• THE PROBLEM
Bring together all lines from the listing below that contain the string "signal".

• PROVIDED MATERIAL
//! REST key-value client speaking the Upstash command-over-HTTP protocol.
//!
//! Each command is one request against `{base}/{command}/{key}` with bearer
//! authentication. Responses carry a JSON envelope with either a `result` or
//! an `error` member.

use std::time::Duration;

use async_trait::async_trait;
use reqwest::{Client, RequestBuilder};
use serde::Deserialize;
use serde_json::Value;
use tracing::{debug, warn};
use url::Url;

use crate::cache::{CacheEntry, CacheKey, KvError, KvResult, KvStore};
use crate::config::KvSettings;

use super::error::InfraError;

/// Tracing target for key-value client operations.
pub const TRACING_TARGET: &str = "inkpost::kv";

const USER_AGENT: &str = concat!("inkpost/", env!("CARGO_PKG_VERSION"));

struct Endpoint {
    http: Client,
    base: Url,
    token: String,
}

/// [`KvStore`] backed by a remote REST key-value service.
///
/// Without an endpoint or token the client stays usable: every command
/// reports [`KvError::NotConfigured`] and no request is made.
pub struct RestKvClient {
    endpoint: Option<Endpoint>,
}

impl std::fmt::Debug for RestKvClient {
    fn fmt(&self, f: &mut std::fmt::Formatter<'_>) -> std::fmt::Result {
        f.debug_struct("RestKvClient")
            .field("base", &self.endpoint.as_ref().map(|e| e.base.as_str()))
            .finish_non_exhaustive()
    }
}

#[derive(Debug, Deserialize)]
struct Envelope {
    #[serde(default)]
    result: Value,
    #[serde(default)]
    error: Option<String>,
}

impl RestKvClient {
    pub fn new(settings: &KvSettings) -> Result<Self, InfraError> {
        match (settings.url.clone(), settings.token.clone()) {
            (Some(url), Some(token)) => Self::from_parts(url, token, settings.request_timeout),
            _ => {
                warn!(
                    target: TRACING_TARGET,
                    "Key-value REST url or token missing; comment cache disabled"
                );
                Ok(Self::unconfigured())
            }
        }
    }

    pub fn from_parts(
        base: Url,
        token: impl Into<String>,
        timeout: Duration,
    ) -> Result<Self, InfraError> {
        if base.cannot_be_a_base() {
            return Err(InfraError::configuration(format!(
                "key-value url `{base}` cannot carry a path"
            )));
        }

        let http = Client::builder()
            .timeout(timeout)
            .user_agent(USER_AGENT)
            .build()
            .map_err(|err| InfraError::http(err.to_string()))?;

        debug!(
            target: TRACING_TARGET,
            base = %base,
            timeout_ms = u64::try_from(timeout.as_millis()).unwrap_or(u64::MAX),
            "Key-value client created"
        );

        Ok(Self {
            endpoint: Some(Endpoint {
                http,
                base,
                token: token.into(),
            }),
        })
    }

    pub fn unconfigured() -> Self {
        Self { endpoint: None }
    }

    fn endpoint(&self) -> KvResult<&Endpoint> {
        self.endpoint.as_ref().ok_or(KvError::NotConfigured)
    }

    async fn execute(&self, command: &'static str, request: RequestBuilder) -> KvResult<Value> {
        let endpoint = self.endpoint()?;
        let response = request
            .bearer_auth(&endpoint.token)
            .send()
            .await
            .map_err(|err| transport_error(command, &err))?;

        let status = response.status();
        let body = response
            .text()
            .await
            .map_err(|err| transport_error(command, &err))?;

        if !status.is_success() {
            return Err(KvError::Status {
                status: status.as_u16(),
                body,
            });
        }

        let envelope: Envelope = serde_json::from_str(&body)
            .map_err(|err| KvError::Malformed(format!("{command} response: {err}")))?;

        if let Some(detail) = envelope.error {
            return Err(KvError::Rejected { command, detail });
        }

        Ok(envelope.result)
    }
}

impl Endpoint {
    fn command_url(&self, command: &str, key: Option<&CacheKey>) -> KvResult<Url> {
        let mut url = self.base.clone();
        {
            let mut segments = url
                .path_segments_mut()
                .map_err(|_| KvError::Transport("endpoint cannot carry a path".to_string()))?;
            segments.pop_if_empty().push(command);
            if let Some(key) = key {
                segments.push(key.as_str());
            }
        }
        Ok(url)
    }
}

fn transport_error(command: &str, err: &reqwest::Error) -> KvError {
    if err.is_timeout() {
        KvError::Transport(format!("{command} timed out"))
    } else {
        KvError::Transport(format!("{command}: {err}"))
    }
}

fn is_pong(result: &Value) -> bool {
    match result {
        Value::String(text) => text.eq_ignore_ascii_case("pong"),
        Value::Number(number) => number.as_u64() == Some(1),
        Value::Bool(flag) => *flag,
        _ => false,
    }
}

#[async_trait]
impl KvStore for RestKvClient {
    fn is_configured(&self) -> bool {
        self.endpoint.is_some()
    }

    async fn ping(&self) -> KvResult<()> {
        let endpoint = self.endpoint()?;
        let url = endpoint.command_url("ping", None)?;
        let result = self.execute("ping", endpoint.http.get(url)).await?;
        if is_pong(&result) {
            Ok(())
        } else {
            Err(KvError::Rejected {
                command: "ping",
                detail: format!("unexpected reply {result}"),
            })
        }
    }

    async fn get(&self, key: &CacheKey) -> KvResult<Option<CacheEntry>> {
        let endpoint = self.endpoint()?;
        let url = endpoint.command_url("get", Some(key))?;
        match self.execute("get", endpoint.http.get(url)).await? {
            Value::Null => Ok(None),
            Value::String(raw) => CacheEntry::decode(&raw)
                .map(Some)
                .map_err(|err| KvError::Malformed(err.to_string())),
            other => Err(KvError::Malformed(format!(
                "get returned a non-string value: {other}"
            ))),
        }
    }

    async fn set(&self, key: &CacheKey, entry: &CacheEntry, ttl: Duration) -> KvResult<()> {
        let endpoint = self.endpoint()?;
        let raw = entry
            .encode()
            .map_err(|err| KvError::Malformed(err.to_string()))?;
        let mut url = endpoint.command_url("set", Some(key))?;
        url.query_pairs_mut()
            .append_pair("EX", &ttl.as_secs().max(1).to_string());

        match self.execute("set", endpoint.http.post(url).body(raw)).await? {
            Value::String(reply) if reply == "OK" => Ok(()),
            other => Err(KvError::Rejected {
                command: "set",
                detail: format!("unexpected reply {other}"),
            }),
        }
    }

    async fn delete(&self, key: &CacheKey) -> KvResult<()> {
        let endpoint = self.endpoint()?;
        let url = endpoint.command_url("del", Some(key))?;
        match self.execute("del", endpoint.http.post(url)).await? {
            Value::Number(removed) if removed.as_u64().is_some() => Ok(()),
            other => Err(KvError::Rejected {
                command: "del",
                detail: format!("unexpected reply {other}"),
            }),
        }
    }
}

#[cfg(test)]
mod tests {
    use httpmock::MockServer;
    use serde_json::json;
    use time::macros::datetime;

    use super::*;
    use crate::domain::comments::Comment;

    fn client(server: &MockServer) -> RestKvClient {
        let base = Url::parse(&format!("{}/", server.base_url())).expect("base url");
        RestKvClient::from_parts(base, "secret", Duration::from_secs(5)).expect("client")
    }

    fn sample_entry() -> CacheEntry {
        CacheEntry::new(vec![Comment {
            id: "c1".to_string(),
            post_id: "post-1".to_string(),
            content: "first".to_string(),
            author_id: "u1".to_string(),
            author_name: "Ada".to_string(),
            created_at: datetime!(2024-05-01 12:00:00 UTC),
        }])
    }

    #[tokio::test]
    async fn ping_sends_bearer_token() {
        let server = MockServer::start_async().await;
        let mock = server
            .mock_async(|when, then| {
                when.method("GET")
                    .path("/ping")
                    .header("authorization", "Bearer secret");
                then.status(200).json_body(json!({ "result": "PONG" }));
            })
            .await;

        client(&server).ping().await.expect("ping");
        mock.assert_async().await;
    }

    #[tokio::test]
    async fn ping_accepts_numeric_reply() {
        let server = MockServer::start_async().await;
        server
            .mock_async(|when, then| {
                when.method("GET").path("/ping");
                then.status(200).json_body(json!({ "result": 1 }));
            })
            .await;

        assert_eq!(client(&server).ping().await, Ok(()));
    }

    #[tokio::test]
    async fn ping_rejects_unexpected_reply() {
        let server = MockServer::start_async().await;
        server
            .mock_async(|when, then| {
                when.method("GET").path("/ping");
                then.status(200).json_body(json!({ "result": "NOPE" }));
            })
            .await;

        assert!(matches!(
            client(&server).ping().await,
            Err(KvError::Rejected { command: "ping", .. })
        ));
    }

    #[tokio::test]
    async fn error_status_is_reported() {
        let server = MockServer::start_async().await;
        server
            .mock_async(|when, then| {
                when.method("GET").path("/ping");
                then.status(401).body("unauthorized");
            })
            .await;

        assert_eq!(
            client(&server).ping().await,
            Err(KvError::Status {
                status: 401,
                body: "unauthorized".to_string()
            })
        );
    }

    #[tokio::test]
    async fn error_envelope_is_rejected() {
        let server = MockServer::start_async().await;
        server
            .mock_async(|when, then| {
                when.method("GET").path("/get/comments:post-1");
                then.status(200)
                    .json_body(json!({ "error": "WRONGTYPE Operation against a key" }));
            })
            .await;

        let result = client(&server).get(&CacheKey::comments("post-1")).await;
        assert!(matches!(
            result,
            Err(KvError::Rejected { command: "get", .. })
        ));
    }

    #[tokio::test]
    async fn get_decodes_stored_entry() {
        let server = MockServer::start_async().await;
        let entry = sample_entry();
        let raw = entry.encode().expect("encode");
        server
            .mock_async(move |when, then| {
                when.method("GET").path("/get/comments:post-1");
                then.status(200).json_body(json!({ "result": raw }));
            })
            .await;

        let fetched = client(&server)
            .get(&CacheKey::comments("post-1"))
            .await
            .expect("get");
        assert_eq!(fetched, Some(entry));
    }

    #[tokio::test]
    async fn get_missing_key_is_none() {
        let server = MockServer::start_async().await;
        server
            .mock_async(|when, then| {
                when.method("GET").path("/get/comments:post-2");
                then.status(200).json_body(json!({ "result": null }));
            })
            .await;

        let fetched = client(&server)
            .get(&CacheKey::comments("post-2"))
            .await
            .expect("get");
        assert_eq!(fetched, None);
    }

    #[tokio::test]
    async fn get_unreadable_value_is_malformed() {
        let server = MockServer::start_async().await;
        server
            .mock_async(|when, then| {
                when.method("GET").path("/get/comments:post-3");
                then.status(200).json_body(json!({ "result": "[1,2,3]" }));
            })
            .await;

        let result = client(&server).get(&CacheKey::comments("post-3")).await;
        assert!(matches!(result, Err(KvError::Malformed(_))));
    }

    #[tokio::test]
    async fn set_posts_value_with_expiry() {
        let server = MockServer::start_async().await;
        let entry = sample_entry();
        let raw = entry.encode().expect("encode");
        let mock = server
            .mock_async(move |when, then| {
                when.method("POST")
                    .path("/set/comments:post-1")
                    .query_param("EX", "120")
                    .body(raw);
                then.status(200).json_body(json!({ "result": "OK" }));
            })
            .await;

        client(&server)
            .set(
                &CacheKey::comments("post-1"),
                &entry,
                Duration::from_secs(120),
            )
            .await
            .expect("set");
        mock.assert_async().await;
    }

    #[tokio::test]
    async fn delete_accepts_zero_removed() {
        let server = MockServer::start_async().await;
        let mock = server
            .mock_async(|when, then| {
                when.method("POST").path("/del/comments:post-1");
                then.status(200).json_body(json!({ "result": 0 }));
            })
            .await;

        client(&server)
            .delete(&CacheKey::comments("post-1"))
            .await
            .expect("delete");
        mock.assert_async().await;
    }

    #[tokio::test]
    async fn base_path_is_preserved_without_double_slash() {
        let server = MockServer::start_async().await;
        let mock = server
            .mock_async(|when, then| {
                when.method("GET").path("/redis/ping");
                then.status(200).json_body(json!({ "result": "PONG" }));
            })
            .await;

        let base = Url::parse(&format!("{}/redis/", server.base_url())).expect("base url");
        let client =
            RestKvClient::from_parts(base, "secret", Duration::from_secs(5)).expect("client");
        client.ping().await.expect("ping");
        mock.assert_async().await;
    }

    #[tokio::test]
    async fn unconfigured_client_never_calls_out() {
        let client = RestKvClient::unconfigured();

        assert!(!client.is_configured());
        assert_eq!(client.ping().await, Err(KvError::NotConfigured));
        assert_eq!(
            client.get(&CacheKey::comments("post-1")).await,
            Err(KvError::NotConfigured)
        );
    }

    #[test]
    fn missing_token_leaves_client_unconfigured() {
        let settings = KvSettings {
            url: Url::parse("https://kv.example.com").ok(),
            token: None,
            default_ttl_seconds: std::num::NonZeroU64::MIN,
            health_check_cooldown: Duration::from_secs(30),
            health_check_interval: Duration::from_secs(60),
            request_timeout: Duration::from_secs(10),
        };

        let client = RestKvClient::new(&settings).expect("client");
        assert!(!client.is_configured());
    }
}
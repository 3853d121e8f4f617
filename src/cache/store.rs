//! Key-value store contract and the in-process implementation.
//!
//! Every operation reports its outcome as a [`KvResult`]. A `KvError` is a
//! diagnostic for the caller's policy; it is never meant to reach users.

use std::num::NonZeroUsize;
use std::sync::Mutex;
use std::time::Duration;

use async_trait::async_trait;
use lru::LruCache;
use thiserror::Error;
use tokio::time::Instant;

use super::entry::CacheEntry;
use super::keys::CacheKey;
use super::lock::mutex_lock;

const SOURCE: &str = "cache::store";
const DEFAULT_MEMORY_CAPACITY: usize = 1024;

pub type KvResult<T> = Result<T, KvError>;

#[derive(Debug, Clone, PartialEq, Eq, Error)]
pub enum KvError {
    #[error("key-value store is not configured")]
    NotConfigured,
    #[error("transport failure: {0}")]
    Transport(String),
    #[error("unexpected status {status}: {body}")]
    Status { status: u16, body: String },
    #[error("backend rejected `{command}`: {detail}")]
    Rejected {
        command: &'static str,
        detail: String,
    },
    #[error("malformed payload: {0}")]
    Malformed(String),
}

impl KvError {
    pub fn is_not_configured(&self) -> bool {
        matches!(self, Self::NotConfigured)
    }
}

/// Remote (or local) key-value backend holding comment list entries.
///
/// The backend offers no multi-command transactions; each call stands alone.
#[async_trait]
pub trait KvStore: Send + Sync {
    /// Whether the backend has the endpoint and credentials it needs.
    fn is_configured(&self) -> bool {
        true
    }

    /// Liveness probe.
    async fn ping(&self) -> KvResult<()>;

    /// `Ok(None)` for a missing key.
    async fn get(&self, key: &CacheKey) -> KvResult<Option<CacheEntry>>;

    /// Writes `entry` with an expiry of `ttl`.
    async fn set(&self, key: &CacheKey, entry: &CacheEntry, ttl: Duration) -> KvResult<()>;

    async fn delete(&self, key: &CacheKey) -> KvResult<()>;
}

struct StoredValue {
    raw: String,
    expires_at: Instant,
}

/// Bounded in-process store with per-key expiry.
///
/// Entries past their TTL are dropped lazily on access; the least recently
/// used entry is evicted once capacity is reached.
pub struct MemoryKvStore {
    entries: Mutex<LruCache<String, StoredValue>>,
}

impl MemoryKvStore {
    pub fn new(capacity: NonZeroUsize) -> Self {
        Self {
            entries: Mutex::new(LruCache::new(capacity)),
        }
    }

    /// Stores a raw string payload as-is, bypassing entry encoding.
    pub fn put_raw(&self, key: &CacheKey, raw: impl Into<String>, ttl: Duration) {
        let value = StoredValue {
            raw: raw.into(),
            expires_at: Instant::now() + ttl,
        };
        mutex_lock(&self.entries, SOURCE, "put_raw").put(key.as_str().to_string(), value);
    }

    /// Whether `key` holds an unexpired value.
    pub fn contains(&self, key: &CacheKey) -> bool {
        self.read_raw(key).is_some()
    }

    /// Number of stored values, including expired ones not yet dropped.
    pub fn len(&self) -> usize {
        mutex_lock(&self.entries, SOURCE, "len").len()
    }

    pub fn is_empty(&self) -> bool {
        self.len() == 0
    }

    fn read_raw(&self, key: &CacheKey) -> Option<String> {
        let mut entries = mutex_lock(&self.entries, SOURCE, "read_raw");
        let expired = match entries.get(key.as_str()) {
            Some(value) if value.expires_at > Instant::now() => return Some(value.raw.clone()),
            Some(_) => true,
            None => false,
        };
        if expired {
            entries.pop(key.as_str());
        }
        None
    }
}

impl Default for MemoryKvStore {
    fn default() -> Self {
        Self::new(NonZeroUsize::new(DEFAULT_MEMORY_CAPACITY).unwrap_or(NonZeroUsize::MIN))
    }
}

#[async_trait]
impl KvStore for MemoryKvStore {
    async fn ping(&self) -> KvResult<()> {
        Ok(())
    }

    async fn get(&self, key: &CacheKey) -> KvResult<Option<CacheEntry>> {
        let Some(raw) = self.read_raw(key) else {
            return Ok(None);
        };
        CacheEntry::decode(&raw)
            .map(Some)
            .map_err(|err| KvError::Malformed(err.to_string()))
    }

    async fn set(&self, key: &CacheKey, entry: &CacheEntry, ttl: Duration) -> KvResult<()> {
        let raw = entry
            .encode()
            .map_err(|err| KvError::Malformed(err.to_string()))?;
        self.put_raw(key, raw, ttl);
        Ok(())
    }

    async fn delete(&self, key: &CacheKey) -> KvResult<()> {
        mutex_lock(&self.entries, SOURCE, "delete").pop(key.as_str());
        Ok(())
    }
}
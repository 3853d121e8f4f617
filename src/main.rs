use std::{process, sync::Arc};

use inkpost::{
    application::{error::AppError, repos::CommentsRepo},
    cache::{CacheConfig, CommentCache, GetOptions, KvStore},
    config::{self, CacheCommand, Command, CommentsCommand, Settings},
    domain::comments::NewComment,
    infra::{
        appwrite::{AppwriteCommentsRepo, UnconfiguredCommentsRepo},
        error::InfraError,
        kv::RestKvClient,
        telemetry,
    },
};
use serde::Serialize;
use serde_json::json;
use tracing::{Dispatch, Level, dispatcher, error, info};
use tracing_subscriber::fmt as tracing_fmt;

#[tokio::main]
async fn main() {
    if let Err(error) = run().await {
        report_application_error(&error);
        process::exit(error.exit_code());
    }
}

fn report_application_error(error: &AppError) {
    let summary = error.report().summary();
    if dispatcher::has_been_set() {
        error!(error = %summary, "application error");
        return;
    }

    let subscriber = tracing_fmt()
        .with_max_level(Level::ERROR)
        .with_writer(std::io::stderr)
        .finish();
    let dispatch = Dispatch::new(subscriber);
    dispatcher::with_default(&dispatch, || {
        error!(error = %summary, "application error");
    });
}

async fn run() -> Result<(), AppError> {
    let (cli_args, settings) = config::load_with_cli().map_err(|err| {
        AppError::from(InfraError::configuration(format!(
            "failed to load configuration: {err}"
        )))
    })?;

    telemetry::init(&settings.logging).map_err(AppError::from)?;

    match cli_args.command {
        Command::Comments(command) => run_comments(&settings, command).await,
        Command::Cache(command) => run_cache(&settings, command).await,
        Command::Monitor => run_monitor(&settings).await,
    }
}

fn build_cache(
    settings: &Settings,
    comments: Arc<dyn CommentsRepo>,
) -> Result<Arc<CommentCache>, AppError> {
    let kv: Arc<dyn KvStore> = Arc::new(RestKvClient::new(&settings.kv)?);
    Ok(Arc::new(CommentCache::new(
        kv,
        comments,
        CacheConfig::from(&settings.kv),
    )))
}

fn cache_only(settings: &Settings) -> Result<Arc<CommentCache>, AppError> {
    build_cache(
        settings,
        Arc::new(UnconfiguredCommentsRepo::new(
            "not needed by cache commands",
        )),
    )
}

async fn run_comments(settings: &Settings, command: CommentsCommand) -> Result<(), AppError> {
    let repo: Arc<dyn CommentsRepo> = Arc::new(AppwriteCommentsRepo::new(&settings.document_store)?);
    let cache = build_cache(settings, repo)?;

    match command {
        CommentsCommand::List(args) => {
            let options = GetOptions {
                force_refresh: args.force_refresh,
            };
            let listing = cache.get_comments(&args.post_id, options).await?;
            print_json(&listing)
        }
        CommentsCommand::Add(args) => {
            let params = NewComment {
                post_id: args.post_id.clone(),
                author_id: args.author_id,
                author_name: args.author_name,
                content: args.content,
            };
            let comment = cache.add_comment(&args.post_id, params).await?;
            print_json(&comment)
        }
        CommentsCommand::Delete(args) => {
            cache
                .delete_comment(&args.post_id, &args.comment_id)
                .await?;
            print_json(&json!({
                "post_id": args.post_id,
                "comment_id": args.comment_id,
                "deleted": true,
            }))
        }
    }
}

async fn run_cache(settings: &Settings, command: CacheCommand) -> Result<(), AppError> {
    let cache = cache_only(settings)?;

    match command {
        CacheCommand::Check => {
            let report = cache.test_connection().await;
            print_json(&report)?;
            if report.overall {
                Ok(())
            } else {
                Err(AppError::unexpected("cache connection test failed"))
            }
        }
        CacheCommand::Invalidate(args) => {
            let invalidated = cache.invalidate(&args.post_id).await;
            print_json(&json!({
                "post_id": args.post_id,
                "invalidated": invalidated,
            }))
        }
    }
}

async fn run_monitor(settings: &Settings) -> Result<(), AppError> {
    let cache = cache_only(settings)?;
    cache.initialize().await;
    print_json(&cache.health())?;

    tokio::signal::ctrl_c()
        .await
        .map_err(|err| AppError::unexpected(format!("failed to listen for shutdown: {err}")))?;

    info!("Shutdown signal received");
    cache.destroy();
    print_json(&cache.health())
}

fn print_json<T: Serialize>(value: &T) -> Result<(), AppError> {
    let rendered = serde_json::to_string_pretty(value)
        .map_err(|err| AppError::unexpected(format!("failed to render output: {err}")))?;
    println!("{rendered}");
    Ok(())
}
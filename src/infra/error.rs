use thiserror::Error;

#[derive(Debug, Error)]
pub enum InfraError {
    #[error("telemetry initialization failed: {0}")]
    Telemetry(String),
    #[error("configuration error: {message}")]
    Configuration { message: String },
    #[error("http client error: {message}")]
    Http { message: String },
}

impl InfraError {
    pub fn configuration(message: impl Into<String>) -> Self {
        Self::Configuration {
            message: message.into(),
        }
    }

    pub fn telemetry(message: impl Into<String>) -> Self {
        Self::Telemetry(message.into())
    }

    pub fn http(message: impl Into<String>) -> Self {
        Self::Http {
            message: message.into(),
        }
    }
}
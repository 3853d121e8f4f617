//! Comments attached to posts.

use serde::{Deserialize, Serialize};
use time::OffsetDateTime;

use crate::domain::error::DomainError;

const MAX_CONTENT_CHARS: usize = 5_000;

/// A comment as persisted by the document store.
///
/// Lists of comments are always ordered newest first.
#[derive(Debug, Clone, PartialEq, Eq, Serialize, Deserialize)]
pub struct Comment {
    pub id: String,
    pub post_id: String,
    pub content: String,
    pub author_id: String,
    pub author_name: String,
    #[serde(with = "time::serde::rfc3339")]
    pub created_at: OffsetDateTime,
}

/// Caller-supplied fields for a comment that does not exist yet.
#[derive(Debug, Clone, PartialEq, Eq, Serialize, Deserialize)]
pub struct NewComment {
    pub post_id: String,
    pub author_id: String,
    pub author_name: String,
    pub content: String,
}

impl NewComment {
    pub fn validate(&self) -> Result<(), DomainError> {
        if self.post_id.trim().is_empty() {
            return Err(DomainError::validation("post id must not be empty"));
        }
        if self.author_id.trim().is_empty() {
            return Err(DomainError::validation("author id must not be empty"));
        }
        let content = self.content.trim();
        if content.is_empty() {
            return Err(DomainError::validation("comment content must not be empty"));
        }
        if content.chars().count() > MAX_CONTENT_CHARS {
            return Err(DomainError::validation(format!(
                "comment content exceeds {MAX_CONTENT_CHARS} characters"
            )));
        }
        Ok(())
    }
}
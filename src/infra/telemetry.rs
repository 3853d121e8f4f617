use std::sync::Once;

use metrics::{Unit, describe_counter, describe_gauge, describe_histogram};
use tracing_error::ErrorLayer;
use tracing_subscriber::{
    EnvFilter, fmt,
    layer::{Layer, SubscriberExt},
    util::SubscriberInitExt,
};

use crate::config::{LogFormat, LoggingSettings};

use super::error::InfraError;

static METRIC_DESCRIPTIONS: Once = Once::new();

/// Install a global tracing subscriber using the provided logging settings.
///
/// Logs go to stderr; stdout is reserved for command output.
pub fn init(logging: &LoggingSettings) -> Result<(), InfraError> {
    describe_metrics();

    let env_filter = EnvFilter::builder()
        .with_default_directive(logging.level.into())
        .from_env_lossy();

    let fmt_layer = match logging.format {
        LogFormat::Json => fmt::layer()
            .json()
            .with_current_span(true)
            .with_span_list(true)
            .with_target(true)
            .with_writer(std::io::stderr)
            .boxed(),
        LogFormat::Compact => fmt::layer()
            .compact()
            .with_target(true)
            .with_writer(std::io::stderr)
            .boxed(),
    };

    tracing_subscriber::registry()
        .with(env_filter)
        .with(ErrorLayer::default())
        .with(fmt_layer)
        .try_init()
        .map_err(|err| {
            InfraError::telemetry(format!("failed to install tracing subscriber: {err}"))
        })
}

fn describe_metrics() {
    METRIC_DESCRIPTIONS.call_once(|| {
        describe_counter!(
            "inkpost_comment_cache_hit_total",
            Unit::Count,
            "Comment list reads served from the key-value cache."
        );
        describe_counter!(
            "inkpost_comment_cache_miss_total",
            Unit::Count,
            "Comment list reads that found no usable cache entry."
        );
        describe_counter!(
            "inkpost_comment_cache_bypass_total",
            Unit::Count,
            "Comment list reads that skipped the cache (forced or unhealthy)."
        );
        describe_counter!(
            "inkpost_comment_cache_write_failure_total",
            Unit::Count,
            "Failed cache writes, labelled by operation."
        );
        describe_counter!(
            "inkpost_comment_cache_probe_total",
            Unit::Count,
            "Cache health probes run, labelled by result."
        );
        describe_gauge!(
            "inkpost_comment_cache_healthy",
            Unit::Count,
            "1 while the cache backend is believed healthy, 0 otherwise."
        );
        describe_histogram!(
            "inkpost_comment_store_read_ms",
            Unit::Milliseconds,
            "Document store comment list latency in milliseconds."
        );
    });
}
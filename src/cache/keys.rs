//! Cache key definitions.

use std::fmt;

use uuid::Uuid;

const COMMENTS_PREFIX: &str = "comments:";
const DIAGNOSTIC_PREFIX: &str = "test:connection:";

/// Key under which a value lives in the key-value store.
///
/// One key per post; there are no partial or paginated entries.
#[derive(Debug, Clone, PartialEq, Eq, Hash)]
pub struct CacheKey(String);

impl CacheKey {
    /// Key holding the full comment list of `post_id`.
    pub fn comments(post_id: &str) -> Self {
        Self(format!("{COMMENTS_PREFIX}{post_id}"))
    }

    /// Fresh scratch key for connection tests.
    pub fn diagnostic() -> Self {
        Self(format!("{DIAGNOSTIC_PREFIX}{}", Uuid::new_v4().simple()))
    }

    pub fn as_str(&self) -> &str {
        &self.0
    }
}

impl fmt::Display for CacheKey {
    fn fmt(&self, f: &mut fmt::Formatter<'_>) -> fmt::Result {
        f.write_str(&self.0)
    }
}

• EXERCISE RESPONSE
    tokio::signal::ctrl_c()
    info!("Shutdown signal received");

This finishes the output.